There was no joy for claimants in the latest budget, with the £20 universal credit (UC) uplift limited to a further six months and still no uplift whatsoever for legacy benefit claimants.
It had been hoped that the chancellor would make the £20 uplift to UC permanent and extend it to the 2.5 million claimants of legacy benefits such as employment and support allowance, who have received no additional financial support during the pandemic. Disability and poverty charities had campaigned hard around this issue.
Instead, it was announced this week that the £20 uplift to UC, which was due to be withdrawn at the end of March, would be extended for a further six months and would them stop.
In addition, the temporary increase in working tax credit will end on 5 April and eligible claimants will receive a £500 one-off payment by 23 April instaed.

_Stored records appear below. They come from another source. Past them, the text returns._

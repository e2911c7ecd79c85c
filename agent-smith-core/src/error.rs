//! Error types for the core domain

use thiserror::Error;

/// Core error type for project model operations
#[derive(Error, Debug, Clone, PartialEq)]
pub enum Error {
    #[error("Invalid input: {message}")]
    InvalidInput { message: String },

    #[error("Agent not found: {name}")]
    AgentNotFound { name: String },

    #[error("Tool not found: {name}")]
    ToolNotFound { name: String },

    #[error("Duplicate {kind} name: {name}")]
    DuplicateName { kind: String, name: String },

    #[error("Agent limit exceeded: a project holds at most {limit} agents")]
    AgentLimitExceeded { limit: usize },

    #[error("Tool limit exceeded: a project holds at most {limit} tools")]
    ToolLimitExceeded { limit: usize },

    #[error("Configuration error: {message}")]
    Configuration { message: String },
}

impl From<config::ConfigError> for Error {
    fn from(err: config::ConfigError) -> Self {
        Error::Configuration {
            message: err.to_string(),
        }
    }
}

impl Error {
    /// Create an invalid input error with a formatted message
    pub fn invalid_input<S: Into<String>>(message: S) -> Self {
        Self::InvalidInput {
            message: message.into(),
        }
    }

    /// Create a duplicate name error for a collection kind ("agent", "tool")
    pub fn duplicate_name<S1: Into<String>, S2: Into<String>>(kind: S1, name: S2) -> Self {
        Self::DuplicateName {
            kind: kind.into(),
            name: name.into(),
        }
    }

    /// Create a configuration error
    pub fn configuration<S: Into<String>>(message: S) -> Self {
        Self::Configuration {
            message: message.into(),
        }
    }

    /// Check if this error is a not found error
    pub fn is_not_found(&self) -> bool {
        matches!(self, Error::AgentNotFound { .. } | Error::ToolNotFound { .. })
    }

    /// Check if this error is a capacity error
    pub fn is_limit_exceeded(&self) -> bool {
        matches!(
            self,
            Error::AgentLimitExceeded { .. } | Error::ToolLimitExceeded { .. }
        )
    }

    /// Get the error category for logging
    pub fn category(&self) -> &'static str {
        match self {
            Error::InvalidInput { .. } => "invalid_input",
            Error::AgentNotFound { .. } => "agent_not_found",
            Error::ToolNotFound { .. } => "tool_not_found",
            Error::DuplicateName { .. } => "duplicate_name",
            Error::AgentLimitExceeded { .. } => "agent_limit_exceeded",
            Error::ToolLimitExceeded { .. } => "tool_limit_exceeded",
            Error::Configuration { .. } => "configuration",
        }
    }
}

/// Convenience result type for core operations
pub type Result<T> = std::result::Result<T, Error>;

#[cfg(test)]
mod tests {
    use super::*;

    #[test]
    fn test_error_creation() {
        let err = Error::invalid_input("Agent name cannot be empty");
        assert!(!err.is_not_found());
        assert_eq!(err.category(), "invalid_input");

        let err = Error::AgentNotFound {
            name: "helper".to_string(),
        };
        assert!(err.is_not_found());
        assert_eq!(err.category(), "agent_not_found");

        let err = Error::ToolLimitExceeded { limit: 20 };
        assert!(err.is_limit_exceeded());
        assert!(!err.is_not_found());
    }

    #[test]
    fn test_error_display() {
        let err = Error::duplicate_name("agent", "root");
        let display_str = format!("{}", err);
        assert!(display_str.contains("Duplicate agent name"));
        assert!(display_str.contains("root"));

        let err = Error::AgentLimitExceeded { limit: 10 };
        assert!(err.to_string().contains("10"));
    }

    #[test]
    fn test_config_error_conversion() {
        let err: Error = config::ConfigError::Message("bad value".to_string()).into();
        assert_eq!(err.category(), "configuration");
        assert!(err.to_string().contains("bad value"));
    }
}
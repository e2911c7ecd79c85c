//! Error types for code generation

use agent_smith_core::validation::ValidationReport;
use std::path::PathBuf;
use thiserror::Error;

/// Code generation error type
#[derive(Error, Debug)]
pub enum Error {
    #[error("Configuration is not valid: {report}")]
    Validation { report: ValidationReport },

    #[error("Failed to write {}: {source}", .path.display())]
    Generation {
        path: PathBuf,
        #[source]
        source: std::io::Error,
    },

    #[error("Template rendering error: {0}")]
    TemplateRendering(String),

    #[error("Storage error: {0}")]
    Storage(#[from] agent_smith_storage::Error),

    #[error("Core domain error: {0}")]
    Core(#[from] agent_smith_core::Error),
}

impl Error {
    pub fn generation<P: Into<PathBuf>>(path: P, source: std::io::Error) -> Self {
        Self::Generation {
            path: path.into(),
            source,
        }
    }

    /// The validation report, if generation was refused because of findings
    pub fn report(&self) -> Option<&ValidationReport> {
        match self {
            Error::Validation { report } => Some(report),
            _ => None,
        }
    }

    /// Get the error category for logging
    pub fn category(&self) -> &'static str {
        match self {
            Error::Validation { .. } => "validation",
            Error::Generation { .. } => "generation",
            Error::TemplateRendering(_) => "template_rendering",
            Error::Storage(err) => err.category(),
            Error::Core(err) => err.category(),
        }
    }
}

impl From<handlebars::RenderError> for Error {
    fn from(err: handlebars::RenderError) -> Self {
        Error::TemplateRendering(err.to_string())
    }
}

impl From<handlebars::TemplateError> for Error {
    fn from(err: handlebars::TemplateError) -> Self {
        Error::TemplateRendering(err.to_string())
    }
}

/// Convenience result type for generation operations
pub type Result<T> = std::result::Result<T, Error>;
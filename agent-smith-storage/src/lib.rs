//! Session storage layer for Agent Smith
//!
//! This crate keeps each project being assembled inside a time-scoped
//! session and exposes the merge operations the orchestration layer uses
//! to grow it. Nothing is persisted beyond the lifetime of the process.

pub mod error;
pub mod manager;
pub mod repositories;
pub mod services;
pub mod session;

pub use error::{Error, Result};
pub use manager::StorageManager;
pub use repositories::SessionStore;
pub use services::ConfigMerger;
pub use session::{Session, SessionInfo};

/// Re-export core types for convenience
pub use agent_smith_core as core;
//! Referential integrity and well-formedness checks
//!
//! The [`Validator`] never fails: it walks the whole project and collects
//! every problem it finds into a [`ValidationReport`]. Generation is only
//! allowed for projects whose report is empty.

use crate::naming::{agent_variable, is_identifier, module_name, tool_function};
use crate::project::Project;
use serde::{Deserialize, Serialize};
use std::collections::HashMap;
use std::fmt;
use thiserror::Error;
use tracing::debug;

/// Symbols every rendered agent module defines or imports itself
const RESERVED_SYMBOLS: &[&str] = &["Agent", "types", "INSTRUCTION"];

/// A single structural problem blocking generation
#[derive(Error, Debug, Clone, Serialize, Deserialize, PartialEq, Eq)]
#[serde(tag = "kind", rename_all = "snake_case")]
pub enum ValidationFinding {
    #[error("Agent '{agent}' references unknown tool '{tool}'")]
    UnresolvedTool { agent: String, tool: String },

    #[error("Agent '{agent}' references unknown sub-agent '{sub_agent}'")]
    UnresolvedSubAgent { agent: String, sub_agent: String },

    #[error("Sub-agent cycle: {}", .path.join(" -> "))]
    SubAgentCycle { path: Vec<String> },

    #[error("Primary agent '{name}' does not exist")]
    UnresolvedPrimaryAgent { name: String },

    #[error("Generated tool '{tool}' has no code")]
    MissingToolCode { tool: String },

    #[error("Project declares no agents")]
    NoAgents,

    #[error("Tool '{tool}' parameter '{parameter}': {reason}")]
    InvalidToolParameter {
        tool: String,
        parameter: String,
        reason: String,
    },

    #[error("Builtin tool '{tool}' references '{reference}', which is not a valid identifier")]
    InvalidBuiltinReference { tool: String, reference: String },

    #[error("Identifier '{identifier}' is derived from both {first} and {second}")]
    IdentifierCollision {
        identifier: String,
        first: String,
        second: String,
    },
}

This includes those who, on 2 March 2021, receive:
Working Tax Credit payments
both Working Tax Credit and Child Tax Credit payments
Child Tax Credit payments and are eligible for Working Tax Credit but do not get a payment because their income is too high
The moves have been widely condemned by campaigning groups.
The Joseph Rowntree Foundation said:
“The government’s decision to cut universal credit and working tax credit in six months – just as the furlough scheme ends and unemployment peaks – will pull 500,000 people including 200,000 children into poverty as we head into winter.”
The Resolution Foundation argued:
“The poorest households will face a 7 per cent fall in income in the second half of 2021-22 due to the removal of the £20 a week universal credit uplift, which will take the basic level of benefits back to levels not seen since the early 1990s at the same time as unemployment is due to peak.”
The Institute for Fiscal Studies was equally scathing:
“It is, by the way, remarkable that while the chancellor felt the need for a gradual phase out of furlough, business rates support, stamp duty reductions and VAT reductions he is still set on a cliff-edge reduction in UC such that incomes of some of the poorest families will fall by over £80 between one month and the next. Whatever the case for cutting generosity into the longer term, if you’re going to do so the case for doing it gradually rather than all at once looks unanswerable.”
It looks very much like, once again, claimants will be expected to bear the brunt of a financial crisis that they did not create, at a time when their income has been reduced year after year in comparison to other sections of society.